PT faz contas à base aliada para travar impeachment
Depois de quase um ano a pairar, o avanço do processo de impeachment contra a presidente Dilma Rousseff anunciado na quarta-feira à noite pelo presidente da Câmara dos Deputados Eduardo Cunha levou o Brasil a um clima de tudo ou nada. Agora, as forças leais ao governo e a oposição vão lutar nos próximos meses, deputado a deputado, pela continuidade ou bloqueio do processo de destituição. Dilma declarou-se "indignada" com a decisão de Cunha, que, por sua vez, chamou a presidente de "mentirosa". O ambiente de guerrilha em Brasília em breve deve tomar as ruas em forma de manifestações pró e contra o impeachment.
"Estou indignada, as acusações são improcedentes contra um governo democraticamente eleito, não paira contra mim suspeita de desvio de dinheiro público, não possuo contas no estrangeiro", disse Dilma, referindo-se indiretamente a Cunha, que responde por suspeitas de corrupção na justiça no âmbito do petrolão e por falta de decoro no Conselho de Ética da Câmara dos Deputados.
Foi na sequência da decisão dos três deputados do PT de votarem pela perda de mandato de Cunha no Conselho de Ética que o líder da Câmara anunciou a aceitação do impeachment contra Dilma, assinado por três juristas, entre os quais Hélio Bicudo, fundador do PT, e sustentado pelo crime de "pedaladas fiscais", ou seja, manobras para disfarçar o défice das contas do governo.
"Não foi retaliação, é uma decisão técnica e agi em conformidade com as ruas", afirmou Cunha ainda antes da resposta da presidente.
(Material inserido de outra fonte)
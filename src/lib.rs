//! # audioconv
//!
//! Streaming audio transcoding to AAC, powered by FFmpeg via the
//! [`ffmpeg-next`](https://crates.io/crates/ffmpeg-next) crate.
//!
//! A conversion reads packets from the first audio stream of any container
//! FFmpeg can demux, decodes them, converts sample format, rate and channel
//! layout as the encoder requires, encodes to AAC and muxes the result into
//! ADTS, MP4/M4A or Matroska. Everything happens in one pass, one packet at
//! a time, so memory use does not grow with the input.
//!
//! ## Quick Start
//!
//! ```no_run
//! use audioconv::Converter;
//!
//! let summary = Converter::new("input.flac", "output.m4a").run()?;
//! println!("{} packets, {:.1}s", summary.packets_written, summary.duration().as_secs_f64());
//! # Ok::<(), audioconv::ConvertError>(())
//! ```
//!
//! Or, with nothing but a status code:
//!
//! ```no_run
//! let status = audioconv::convert_audio("input.wav", "output.aac", 2);
//! std::process::exit(status);
//! ```
//!
//! ## Stages
//!
//! | Stage | Type |
//! |-------|------|
//! | Container reader | [`MediaSource`] |
//! | Decoder | [`AudioDecoder`] |
//! | Resampler | [`Resampler`] |
//! | Encoder | [`AacEncoder`] |
//! | Container writer | [`MediaSink`] |
//! | Driver | [`Pipeline`] |
//!
//! Each stage can be used on its own; [`Converter`] wires them together.
//!
//! ## Errors
//!
//! Every failure is a [`ConvertError`] whose message names the stage that
//! failed ([`ConvertError::stage`]). Corrupt packets are skipped with a
//! warning until a configurable number fail in a row; every other error
//! aborts the job, releases all handles and deletes the partial output.
//!
//! ### Optional Features
//!
//! | Feature | Description |
//! |---------|-------------|
//! | `async` | [`Converter::run_async`] and `ConversionFuture` via Tokio |
//! | `rayon` | `convert_batch` runs independent jobs on the rayon pool |
//! | `full` | Enables all of the above |
//!
//! ## Requirements
//!
//! FFmpeg development libraries (libavcodec, libavformat, libavutil,
//! libswresample) must be installed on your system.

#[cfg(feature = "rayon")]
pub mod batch;
pub mod configuration;
pub mod convert;
pub mod decoder;
pub mod encoder;
pub mod error;
pub mod ffmpeg;
pub mod frame;
pub mod packet;
pub mod pipeline;
pub mod progress;
pub mod reader;
pub mod resampler;
#[cfg(feature = "async")]
pub mod stream;
pub mod writer;

#[cfg(feature = "rayon")]
pub use batch::convert_batch;
pub use configuration::{
    ChannelPolicy, ConvertOptions, DEFAULT_BIT_RATE, DEFAULT_MAX_DECODE_ERRORS, MAX_SAMPLE_RATE,
    ThreadCount,
};
pub use convert::{Converter, convert_audio};
pub use decoder::AudioDecoder;
pub use encoder::{AacEncoder, EncoderSettings, FrameChunker, is_aac_encoder_available};
pub use error::{ConvertError, Stage};
pub use ffmpeg::{FfmpegLogLevel, get_ffmpeg_log_level, set_ffmpeg_log_level};
pub use frame::{RawFrame, SampleSpec};
pub use packet::EncodedPacket;
pub use pipeline::{
    ConversionSummary, FrameDecoder, FrameEncoder, FrameResampler, PacketSource, PacketWriter,
    Pipeline, PipelineState,
};
pub use progress::{CancellationToken, ProgressCallback, ProgressInfo};
pub use reader::{MediaKind, MediaSource, StreamInfo};
pub use resampler::Resampler;
#[cfg(feature = "async")]
pub use stream::ConversionFuture;
pub use writer::{MediaSink, OutputContainer};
Após o pronunciamento desta, o líder legislativo acusou-a de mentir.
O que levou os deputados petistas a agir contra Cunha e despertar a sua ira é ainda motivo de especulação entre os analistas. "Ao concluir que o governo, a presidente, o ex-presidente Lula da Silva e o próprio partido estavam fadados para ser reféns de um chantagista, o PT decidiu partir para o vai ou racha; chantagens não têm fim, votações de impeachment têm, para o bem ou para o mal", sugere a colunista de O Estado de S. Paulo Eliane Cantanhêde.
Voto a voto
No campo prático, o passo seguinte do processo é a constituição de uma comissão formada por parlamentares de todos os partidos que irá analisar o pedido; a presidente tem então um prazo de dez sessões da Câmara para se defender; segue-se a resposta da comissão que, se se decidir pela abertura do processo, o coloca à votação do plenário da Câmara, onde terá de ser aprovado por dois terços dos deputados para passar a ser discutido pelo Senado. Em caso de nova aprovação na câmara alta, a che-fe do Estado é destituída e substituída pelo seu vice-presidente.
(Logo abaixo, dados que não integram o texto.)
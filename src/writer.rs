//! Container writing (muxing).
//!
//! [`MediaSink`] enforces the muxer's call order: one stream declared, then
//! exactly one header, then packets, then exactly one trailer. Calls out of
//! order fail instead of producing a malformed file.

use std::fmt::{Display, Formatter, Result as FmtResult};
use std::path::{Path, PathBuf};
use std::str::FromStr;

use ffmpeg_next::{Rational, format::Flags as FormatFlags, format::context::Output};

use crate::encoder::AacEncoder;
use crate::error::{ConvertError, Stage};
use crate::packet::EncodedPacket;

/// Output container formats that can carry AAC.
#[derive(Debug, Clone, Copy, PartialEq, Eq, Hash)]
pub enum OutputContainer {
    /// Raw AAC with ADTS frame headers (`.aac`).
    Adts,
    /// ISO base media file (`.mp4`).
    Mp4,
    /// MP4 variant for audio files (`.m4a`, `.m4b`).
    Ipod,
    /// Matroska (`.mka`).
    Matroska,
}

impl OutputContainer {
    /// FFmpeg muxer short name.
    pub fn muxer_name(self) -> &'static str {
        match self {
            OutputContainer::Adts => "adts",
            OutputContainer::Mp4 => "mp4",
            OutputContainer::Ipod => "ipod",
            OutputContainer::Matroska => "matroska",
        }
    }

    /// Infer the container from a file extension (case-insensitive).
    pub fn from_path<P: AsRef<Path>>(path: P) -> Option<Self> {
        let extension = path.as_ref().extension()?.to_str()?.to_ascii_lowercase();
        match extension.as_str() {
            "aac" | "adts" => Some(OutputContainer::Adts),
            "mp4" => Some(OutputContainer::Mp4),
            "m4a" | "m4b" => Some(OutputContainer::Ipod),
            "mka" | "mkv" => Some(OutputContainer::Matroska),
            _ => None,
        }
    }

    /// Parse a container hint: a muxer name or a file extension.
    pub fn from_name(name: &str) -> Option<Self> {
        match name.to_ascii_lowercase().as_str() {
            "adts" | "aac" => Some(OutputContainer::Adts),
            "mp4" => Some(OutputContainer::Mp4),
            "ipod" | "m4a" | "m4b" => Some(OutputContainer::Ipod),
            "matroska" | "mka" | "mkv" => Some(OutputContainer::Matroska),
            _ => None,
        }
    }
}

impl Display for OutputContainer {
    fn fmt(&self, f: &mut Formatter<'_>) -> FmtResult {
        f.write_str(self.muxer_name())
    }
}

impl FromStr for OutputContainer {
    type Err = ConvertError;

    fn from_str(value: &str) -> Result<Self, Self::Err> {
        OutputContainer::from_name(value).ok_or_else(|| {
            ConvertError::InvalidOption(format!(
                "unknown container '{value}' (expected adts, mp4, ipod or matroska)"
            ))
        })
    }
}

/// An open output container.
///
/// Dropping it closes the file. A sink dropped after its header but before
/// its trailer leaves an unplayable file behind; this is logged.
pub struct MediaSink {
    output: Output,
    path: PathBuf,
    container: OutputContainer,
    stream: Option<usize>,
    source_time_base: Rational,
    header_written: bool,
    trailer_written: bool,
    last_dts: Option<i64>,
    packets_written: u64,
    bytes_written: u64,
}

impl MediaSink {
    /// Create the output file for `container`. The file exists once this
    /// returns.
    ///
    /// # Errors
    ///
    /// Returns [`ConvertError::Create`] if the file cannot be created or the
    /// muxer is unavailable.
    pub fn create<P: AsRef<Path>>(path: P, container: OutputContainer) -> Result<Self, ConvertError> {
        let path = path.as_ref().to_path_buf();

        ffmpeg_next::init().map_err(|error| ConvertError::Create {
            path: path.clone(),
            reason: format!("FFmpeg initialisation failed: {error}"),
        })?;

        let output = ffmpeg_next::format::output_as(&path, container.muxer_name()).map_err(
            |error| ConvertError::Create {
                path: path.clone(),
                reason: error.to_string(),
            },
        )?;

        log::debug!("Created {} output: {}", container, path.display());

        Ok(Self {
            output,
            path,
            container,
            stream: None,
            source_time_base: Rational(1, 1),
            header_written: false,
            trailer_written: false,
            last_dts: None,
            packets_written: 0,
            bytes_written: 0,
        })
    }

    /// Whether the container wants codec extradata in its header. The
    /// encoder must be opened with that flag to match.
    pub fn requires_global_header(&self) -> bool {
        self.output.format().flags().contains(FormatFlags::GLOBAL_HEADER)
    }

    /// Declare the single output stream from the opened encoder's
    /// parameters. Returns the stream index.
    ///
    /// # Errors
    ///
    /// Returns [`ConvertError::Header`] if a stream was already declared, the
    /// header was already written, or the muxer refuses the stream.
    pub fn declare_stream(&mut self, encoder: &AacEncoder) -> Result<usize, ConvertError> {
        if self.stream.is_some() || self.header_written {
            return Err(ConvertError::Header(
                "output stream already declared".to_string(),
            ));
        }

        let mut stream = self
            .output
            .add_stream(encoder.codec())
            .map_err(header_error)?;
        stream.set_parameters(encoder.encoder());
        stream.set_time_base(encoder.time_base());
        let index = stream.index();

        self.stream = Some(index);
        self.source_time_base = encoder.time_base();
        Ok(index)
    }

    /// Write the container header. Must follow
    /// [`declare_stream`](MediaSink::declare_stream) and happen once.
    pub fn write_header(&mut self) -> Result<(), ConvertError> {
        if self.header_written {
            return Err(ConvertError::Header("header already written".to_string()));
        }
        if self.stream.is_none() {
            return Err(ConvertError::Header(
                "no output stream declared".to_string(),
            ));
        }
        self.output.write_header().map_err(header_error)?;
        self.header_written = true;
        log::debug!("Wrote {} header to {}", self.container, self.path.display());
        Ok(())
    }

    /// Mux one encoded packet.
    ///
    /// Timestamps are rescaled from the encoder time base to the stream's
    /// time base chosen by the muxer. DTS is kept strictly increasing.
    ///
    /// # Errors
    ///
    /// Returns [`ConvertError::Write`] before the header, after the trailer,
    /// or on an I/O fault.
    pub fn write_packet(&mut self, mut packet: EncodedPacket) -> Result<(), ConvertError> {
        if !self.header_written {
            return Err(ConvertError::Write("header not written yet".to_string()));
        }
        if self.trailer_written {
            return Err(ConvertError::Write("trailer already written".to_string()));
        }
        let Some(index) = self.stream else {
            return Err(ConvertError::Write("no output stream declared".to_string()));
        };
        let stream_time_base = self
            .output
            .stream(index)
            .map(|stream| stream.time_base())
            .unwrap_or(self.source_time_base);

        if packet.time_base() != self.source_time_base {
            log::debug!(
                "Packet time base {} differs from encoder time base {}",
                packet.time_base(),
                self.source_time_base
            );
        }
        packet.retarget(index, stream_time_base);
        self.enforce_monotonic_dts(&mut packet);

        let size = packet.size() as u64;
        packet
            .as_packet_mut()
            .write_interleaved(&mut self.output)
            .map_err(|error| ConvertError::from_ffmpeg(Stage::Writer, error, ConvertError::Write))?;

        self.packets_written += 1;
        self.bytes_written += size;
        Ok(())
    }

    /// Finalize the container. Must be the last call and happen once.
    ///
    /// # Errors
    ///
    /// Returns [`ConvertError::Trailer`] if the header was never written,
    /// the trailer was already written, or the muxer fails. In the last
    /// case the output file is invalid.
    pub fn write_trailer(&mut self) -> Result<(), ConvertError> {
        if !self.header_written {
            return Err(ConvertError::Trailer("header was never written".to_string()));
        }
        if self.trailer_written {
            return Err(ConvertError::Trailer("trailer already written".to_string()));
        }
        self.output
            .write_trailer()
            .map_err(|error| ConvertError::from_ffmpeg(Stage::Writer, error, ConvertError::Trailer))?;
        self.trailer_written = true;

        log::debug!(
            "Finalized {} ({} packets, {} bytes)",
            self.path.display(),
            self.packets_written,
            self.bytes_written
        );
        Ok(())
    }

    pub fn path(&self) -> &Path {
        &self.path
    }

    pub fn container(&self) -> OutputContainer {
        self.container
    }

    pub fn is_finalized(&self) -> bool {
        self.trailer_written
    }

    pub fn packets_written(&self) -> u64 {
        self.packets_written
    }

    pub fn bytes_written(&self) -> u64 {
        self.bytes_written
    }

    fn enforce_monotonic_dts(&mut self, packet: &mut EncodedPacket) {
        let Some(dts) = packet.dts().or(packet.pts()) else {
            return;
        };
        let dts = match self.last_dts {
            Some(last) if dts <= last => {
                let fixed = last + 1;
                let inner = packet.as_packet_mut();
                inner.set_dts(Some(fixed));
                if inner.pts().is_some_and(|pts| pts < fixed) {
                    inner.set_pts(Some(fixed));
                }
                fixed
            }
            _ => dts,
        };
        self.last_dts = Some(dts);
    }
}

impl Drop for MediaSink {
    fn drop(&mut self) {
        if self.header_written && !self.trailer_written {
            log::warn!(
                "Closing {} without a trailer; the file is incomplete",
                self.path.display()
            );
        }
    }
}

impl std::fmt::Debug for MediaSink {
    fn fmt(&self, f: &mut Formatter<'_>) -> FmtResult {
        f.debug_struct("MediaSink")
            .field("path", &self.path)
            .field("container", &self.container)
            .field("header_written", &self.header_written)
            .field("trailer_written", &self.trailer_written)
            .field("packets_written", &self.packets_written)
            .finish()
    }
}

fn header_error(error: ffmpeg_next::Error) -> ConvertError {
    ConvertError::from_ffmpeg(Stage::Writer, error, ConvertError::Header)
}

#[cfg(test)]
mod tests {
    use super::*;

    #[test]
    fn container_from_extension() {
        assert_eq!(OutputContainer::from_path("a/b/song.aac"), Some(OutputContainer::Adts));
        assert_eq!(OutputContainer::from_path("song.M4A"), Some(OutputContainer::Ipod));
        assert_eq!(OutputContainer::from_path("book.m4b"), Some(OutputContainer::Ipod));
        assert_eq!(OutputContainer::from_path("clip.mp4"), Some(OutputContainer::Mp4));
        assert_eq!(OutputContainer::from_path("song.mka"), Some(OutputContainer::Matroska));
        assert_eq!(OutputContainer::from_path("song.wav"), None);
        assert_eq!(OutputContainer::from_path("no_extension"), None);
    }

    #[test]
    fn container_from_name() {
        assert_eq!("ADTS".parse::<OutputContainer>().ok(), Some(OutputContainer::Adts));
        assert_eq!("ipod".parse::<OutputContainer>().ok(), Some(OutputContainer::Ipod));
        assert_eq!("matroska".parse::<OutputContainer>().ok(), Some(OutputContainer::Matroska));
        assert!(matches!(
            "ogg".parse::<OutputContainer>(),
            Err(ConvertError::InvalidOption(_))
        ));
        assert_eq!(OutputContainer::Ipod.to_string(), "ipod");
    }

    #[test]
    fn out_of_order_calls_are_rejected() {
        let dir = tempfile::tempdir().unwrap();
        let path = dir.path().join("out.aac");
        let mut sink = MediaSink::create(&path, OutputContainer::Adts).unwrap();
        assert!(path.exists());

        assert!(matches!(sink.write_header(), Err(ConvertError::Header(_))));
        let packet = EncodedPacket::from_bytes(&[0; 4], 0, Rational(1, 44_100), Some(0));
        assert!(matches!(sink.write_packet(packet), Err(ConvertError::Write(_))));
        assert!(matches!(sink.write_trailer(), Err(ConvertError::Trailer(_))));
        assert!(!sink.is_finalized());
    }

    #[test]
    fn create_in_missing_directory_fails() {
        let error = MediaSink::create("/no/such/dir/out.m4a", OutputContainer::Ipod).unwrap_err();
        assert!(matches!(error, ConvertError::Create { .. }));
        assert_eq!(error.stage(), Stage::Writer);
    }
}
Ou seja, para bloquear o avanço do impeachment o governo terá de garantir o apoio de 171 deputados dos 583 que constituem a Câmara - e a oposição o inverso. "Desde a eleição de Cunha, o governo sabe que só conta com 130 realmente leais", afirma Igor Gielow, diretor da sucursal de Brasília do jornal Folha de S. Paulo. O PMDB, partido de Cunha e do vice-presidente Michel Temer, que herdaria a presidência e ainda não se pronunciou publicamente, já deu sinais de que pode votar com a oposição. Pequenos partidos de esquerda críticos de Dilma, mas ainda mais de Cunha, podem ser providenciais para a presidente.
O processo, no entanto, pode durar meses porque, em primeiro lugar, o PT pediu um mandado de segurança ao Supremo Tribunal Federal contra o impeachment e, depois, porque o Parlamento entra em período de férias de Natal nos próximos dias.
Aécio: "Não é golpe"
O candidato derrotado por Dilma em 2014, o presidente do PSDB Aécio Neves, sublinha que o "impeachment não é golpe". "Nós apoiamos o pedido para que ele tramite normalmente aqui, isso está previsto na Constituição, logo, não é golpe, o trabalho dos três subscritores do pedido é muito consistente", prosseguiu.
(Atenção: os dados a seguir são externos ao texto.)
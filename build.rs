use std::env;
use std::path::{Path, PathBuf};

/// Libraries the transcoder links against, as vcpkg names their import libs.
const REQUIRED_LIBRARIES: [&str; 4] = ["avcodec", "avformat", "avutil", "swresample"];

fn main() {
    for variable in ["FFMPEG_DIR", "VCPKG_ROOT", "VCPKGRS_DYNAMIC", "VCPKGRS_TRIPLET"] {
        println!("cargo:rerun-if-env-changed={variable}");
    }

    if env::var("CARGO_CFG_TARGET_OS").unwrap_or_default() != "windows" {
        return;
    }
    if env::var_os("FFMPEG_DIR").is_some() {
        return;
    }

    let Ok(vcpkg_root) = env::var("VCPKG_ROOT") else {
        println!(
            "cargo:warning=FFMPEG_DIR is not set. On Windows, install FFmpeg (with swresample) via vcpkg and set VCPKG_ROOT + FFMPEG_DIR."
        );
        return;
    };

    let triplet = env::var("VCPKGRS_TRIPLET").unwrap_or_else(|_| "x64-windows".to_string());
    let ffmpeg_dir = PathBuf::from(&vcpkg_root).join("installed").join(&triplet);

    if !ffmpeg_dir.exists() {
        println!(
            "cargo:warning=VCPKG_ROOT is set but no FFmpeg install was found at {}.",
            ffmpeg_dir.display(),
        );
        return;
    }

    println!(
        "cargo:warning=Detected vcpkg FFmpeg at {}. Set FFMPEG_DIR={} to make ffmpeg-sys-next discovery explicit.",
        ffmpeg_dir.display(),
        ffmpeg_dir.display(),
    );
    for library in missing_libraries(&ffmpeg_dir) {
        println!(
            "cargo:warning=vcpkg FFmpeg at {} has no {library}.lib; audio conversion needs it.",
            ffmpeg_dir.display(),
        );
    }
    if env::var_os("VCPKGRS_DYNAMIC").is_none() {
        println!(
            "cargo:warning=Consider setting VCPKGRS_DYNAMIC=1 when using vcpkg dynamic FFmpeg builds on Windows."
        );
    }
}

fn missing_libraries(ffmpeg_dir: &Path) -> Vec<&'static str> {
    let lib_dir = ffmpeg_dir.join("lib");
    REQUIRED_LIBRARIES
        .into_iter()
        .filter(|library| !lib_dir.join(format!("{library}.lib")).exists())
        .collect()
}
Com a cotação do dólar a cair suavemente após o anúncio de Cunha, a maioria dos empresários do país ouvidos pela imprensa encararam com naturalidade o pedido. "Não sei se o afastamento melhora a economia, mas devemos ter uma solução, nenhum país aguenta viver eternamente num impasse", disse Humberto Barbato, representante da indústria eletrónica. Ricardo Patah, da força sindical UGT, considera "descabida" a aceitação do pedido "por não haver nada que comprove uma gestão fraudulenta".
No passado, o presidente Fernando Collor de Mello foi destituído via impeachment, em 1992, num processo que durou 30 dias. Em 1954, um impeachment contra Getúlio Vargas não passou. Fernando Henrique Cardoso também sofreu pedido semelhante, em 1999, mas sobreviveu politicamente até 2003.